科学｜希少難病アレキサンダー病の実態 / Science | The Reality of the Rare Disease Alexander Disease

Summary

Yukari Blumental’s eldest son, Kuno (6 years old), has been diagnosed with Alexander disease, which causes various symptoms due to abnormalities in specific brain cells.

This condition is a rare and difficult disease, with only about 50 cases in Japan and around 500 worldwide. Kuno experienced severe seizure attacks at just 9 months old, which led to his eventual diagnosis. Alexander disease is a genetic disorder that presents a very harsh reality for patients, but the support of family is crucial.

Dialogue

This dialogue is fictional and based on the article.

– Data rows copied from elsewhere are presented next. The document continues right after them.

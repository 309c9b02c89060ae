//! Définition et implémentation des commandes CLI
//!
//! - `lines` : CSV d'effort → lignes GeoJSON reprojetées
//! - `map` : shapefiles + observations + effort → couches, manifeste, rapport
//! - `repair` : validation / réparation de shapefiles → GeoJSON
//! - `tiles` : plan de tuiles du fond de carte pour une emprise

use std::path::{Path, PathBuf};
use std::time::Instant;

use anyhow::{bail, Context, Result};
use clap::Subcommand;
use tracing::{info, warn};

use survey_map::config::MapConfig;
use survey_map::effort::{effort_lines_to_layer, EffortLineBuilder, DEFAULT_TARGET_EPSG};
use survey_map::export::geojson::export_to_geojson;
use survey_map::map::{compose_map, simplify_layer, write_map, LayerKind, MapInputs};
use survey_map::report::{ErrorLevel, RunError, RunReport};
use survey_map::tiles::{auto_zoom, BBox, TilePlan, ESRI_OCEAN_TEMPLATE};

#[derive(Subcommand)]
pub enum Commands {
    /// Build effort lines (one per segment) from the wide effort CSV
    Lines {
        /// Effort CSV (Index, LineLabel, Date, LatD_Beg, LatD_End, LongD_Beg, LongD_End)
        #[arg(short, long)]
        effort: PathBuf,

        /// Output GeoJSON file
        #[arg(short, long)]
        output: PathBuf,

        /// Target EPSG (default: 32724, WGS84 / UTM zone 24S)
        #[arg(long, default_value_t = DEFAULT_TARGET_EPSG)]
        epsg: u32,

        /// Coordinate precision (decimal places). Default: 7 for EPSG:4326, 2 for metric CRSs
        #[arg(long)]
        precision: Option<u8>,
    },

    /// Compose a map: polygons, sightings and effort lines over basemap tiles
    Map {
        /// Directory of shapefiles (study area, coastline...)
        #[arg(long)]
        shapes: PathBuf,

        /// Sightings CSV (Lat, Long, Effort)
        #[arg(long)]
        sightings: PathBuf,

        /// Effort CSV
        #[arg(long)]
        effort: PathBuf,

        /// Output directory
        #[arg(short, long)]
        output: PathBuf,

        /// Config preset name (ocean/osm) or path to a JSON config
        #[arg(long, default_value = "ocean")]
        config: String,

        /// Map title
        #[arg(long)]
        title: Option<String>,

        /// Target EPSG (overrides config and SURVEY_MAP_EPSG)
        #[arg(long)]
        epsg: Option<u32>,

        /// Basemap zoom level (default: highest zoom within max_tiles)
        #[arg(long)]
        zoom: Option<u8>,

        /// Keep only sightings inside this polygon layer
        #[arg(long)]
        clip: Option<String>,

        /// EPSG assumed for shapefiles without a usable .prj
        #[arg(long)]
        assume_epsg: Option<u32>,
    },

    /// Validate and repair shapefile geometries, export to GeoJSON
    Repair {
        /// Directory of shapefiles
        #[arg(long)]
        shapes: PathBuf,

        /// Output directory for GeoJSON files
        #[arg(short, long)]
        output: PathBuf,

        /// Douglas-Peucker tolerance in layer units (0 = none)
        #[arg(long, default_value_t = 0.0)]
        simplify: f64,
    },

    /// Print the basemap tile URLs covering an extent
    Tiles {
        /// Extent in degrees: minlon,minlat,maxlon,maxlat
        #[arg(long, allow_hyphen_values = true)]
        bbox: String,

        /// Zoom level
        #[arg(long, conflicts_with = "max_tiles")]
        zoom: Option<u8>,

        /// Maximum number of tiles when the zoom is computed
        #[arg(long, default_value_t = 64)]
        max_tiles: u64,

        /// URL template with {z}, {x}, {y}
        #[arg(long, default_value = ESRI_OCEAN_TEMPLATE)]
        template: String,
    },
}

/// Enregistre l'erreur fatale, affiche le rapport et la propage
fn abort(mut report: RunReport, start: Instant, error: anyhow::Error) -> anyhow::Error {
    report.record_fatal(&format!("{:#}", error));
    report.set_duration(start.elapsed());
    report.finalize();
    report.display();
    error
}

/// Lit les segments, construit et exporte les lignes ; retourne (segments, lignes)
fn export_lines(effort: &Path, output: &Path, epsg: u32, precision: Option<u8>) -> Result<(usize, usize)> {
    let segments = survey_data::read_segments(effort)
        .with_context(|| format!("Failed to read effort file: {}", effort.display()))?;
    let builder = EffortLineBuilder::new(epsg)?;
    let lines = builder.build(&segments)?;

    let layer = effort_lines_to_layer("effort_lines", &lines);
    if let Some(parent) = output.parent().filter(|p| !p.as_os_str().is_empty()) {
        std::fs::create_dir_all(parent)?;
    }
    let written = export_to_geojson(&layer, output, precision)?;
    Ok((segments.len(), written))
}

/// Exécute la commande lines
pub fn cmd_lines(effort: &Path, output: &Path, epsg: u32, precision: Option<u8>) -> Result<()> {
    let start = Instant::now();
    let mut report = RunReport::new("lines");

    match export_lines(effort, output, epsg, precision) {
        Ok((segments, written)) => {
            report.record_layer("effort_lines", LayerKind::EffortLines.as_str(), segments, written);
            report.set_duration(start.elapsed());
            report.finalize();
            info!(lines = written, output = %output.display(), "Effort lines exported");
            report.display();
            Ok(())
        }
        Err(e) => Err(abort(report, start, e)),
    }
}

/// Options de la commande map venant de la ligne de commande
pub struct MapArgs {
    pub config: String,
    pub title: Option<String>,
    pub epsg: Option<u32>,
    pub zoom: Option<u8>,
    pub clip: Option<String>,
    pub assume_epsg: Option<u32>,
}

/// Résout la configuration : preset/fichier, puis environnement, puis CLI
fn resolve_config(args: &MapArgs) -> Result<MapConfig> {
    let mut config = MapConfig::resolve(&args.config)
        .with_context(|| format!("Failed to load config '{}'", args.config))?;
    config.apply_env()?;

    if let Some(title) = &args.title {
        config.title = title.clone();
    }
    if let Some(epsg) = args.epsg {
        config.target_epsg = epsg;
    }
    if let Some(zoom) = args.zoom {
        config.basemap.zoom = Some(zoom);
    }
    if let Some(clip) = &args.clip {
        config.clip_layer = Some(clip.clone());
    }
    if let Some(epsg) = args.assume_epsg {
        config.assume_epsg = Some(epsg);
    }
    Ok(config)
}

/// Exécute la commande map
pub fn cmd_map(inputs: &MapInputs, output: &Path, args: &MapArgs) -> Result<()> {
    let start = Instant::now();
    let config = resolve_config(args)?;
    info!(
        title = %config.title,
        epsg = config.target_epsg,
        basemap = %config.basemap.url_template,
        "Composing map"
    );

    let composed = match compose_map(inputs, &config) {
        Ok(c) => c,
        Err(e) => return Err(abort(RunReport::new("map"), start, e.into())),
    };

    write_map(&composed, output)?;
    info!(
        layers = composed.layers.len(),
        tiles = composed.manifest.basemap.tiles.len(),
        output = %output.display(),
        "Map written"
    );
    composed.report.display();
    Ok(())
}

/// Exécute la commande repair
pub fn cmd_repair(shapes: &Path, output: &Path, tolerance: f64) -> Result<()> {
    let start = Instant::now();
    let mut report = RunReport::new("repair");

    let layers = match survey_data::read_shapefiles(shapes) {
        Ok(l) => l,
        Err(e) => return Err(abort(report, start, e.into())),
    };
    std::fs::create_dir_all(output)
        .with_context(|| format!("Failed to create output directory: {}", output.display()))?;

    for mut layer in layers {
        let features_in = layer.len();
        let stats = survey_data::repair_layer(&mut layer);
        report.record_repair(&layer.name, &stats);

        let collapsed = simplify_layer(&mut layer, tolerance);
        if collapsed > 0 {
            report.record_warning(
                &layer.name,
                &format!("{} geometries collapsed by simplification", collapsed),
            );
            if let Some(s) = report.layers.get_mut(&layer.name) {
                s.dropped += collapsed;
            }
        }

        let path = output.join(format!("{}.geojson", layer.name));
        match export_to_geojson(&layer, &path, None) {
            Ok(written) => {
                report.record_layer(&layer.name, LayerKind::Polygons.as_str(), features_in, written)
            }
            Err(e) => {
                warn!(layer = %layer.name, error = %e, "Layer not exported");
                report.record_error(RunError {
                    level: ErrorLevel::Error,
                    layer: Some(layer.name.clone()),
                    entity_id: None,
                    message: format!("{:#}", e),
                });
            }
        }
    }

    report.set_duration(start.elapsed());
    report.finalize();
    report.display();
    report.save_to_file(&output.join("report.json"))?;

    let failed = report.failed_layers();
    if !failed.is_empty() {
        bail!("{} layer(s) not exported: {}", failed.len(), failed.join(", "));
    }
    Ok(())
}

/// Exécute la commande tiles
pub fn cmd_tiles(bbox: &str, zoom: Option<u8>, max_tiles: u64, template: &str) -> Result<()> {
    let bbox = BBox::parse(bbox)?;
    let zoom = match zoom {
        Some(z) => z,
        None => auto_zoom(&bbox, max_tiles)?,
    };

    let plan = TilePlan::for_extent(&bbox, zoom, template)?;
    info!(
        zoom,
        tiles = plan.len(),
        x_range = ?plan.x_range,
        y_range = ?plan.y_range,
        "Tile plan"
    );

    for tile in &plan.tiles {
        println!("{}", tile.url);
    }
    Ok(())
}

Log: I heard that Kuno has Alexander disease. I wonder what kind of illness it is?
Chako: Wait, what is Alexander disease!? Does it make you explode!?
Log: No, it doesn’t make you explode, but it’s a disease where abnormal proteins accumulate in the brain.
Chako: Oh, I see. That sounds really serious. Navi, can you tell us more about it?
Navi: Alexander disease is a genetic disorder that causes lesions in specific brain cells, leading to a variety of symptoms. Seizures are one example of those symptoms.

Admin’s Note

This article provided valuable insights into understanding rare diseases through real-life experiences. In particular, the harsh realities faced by children like Kuno-kun highlight the critical need for support from those around them. Chako’s remarks conveyed questions and anxieties about the illness, and I hope they inspire many people to reflect on this disease. I believe it is important to continue sharing such information in the future.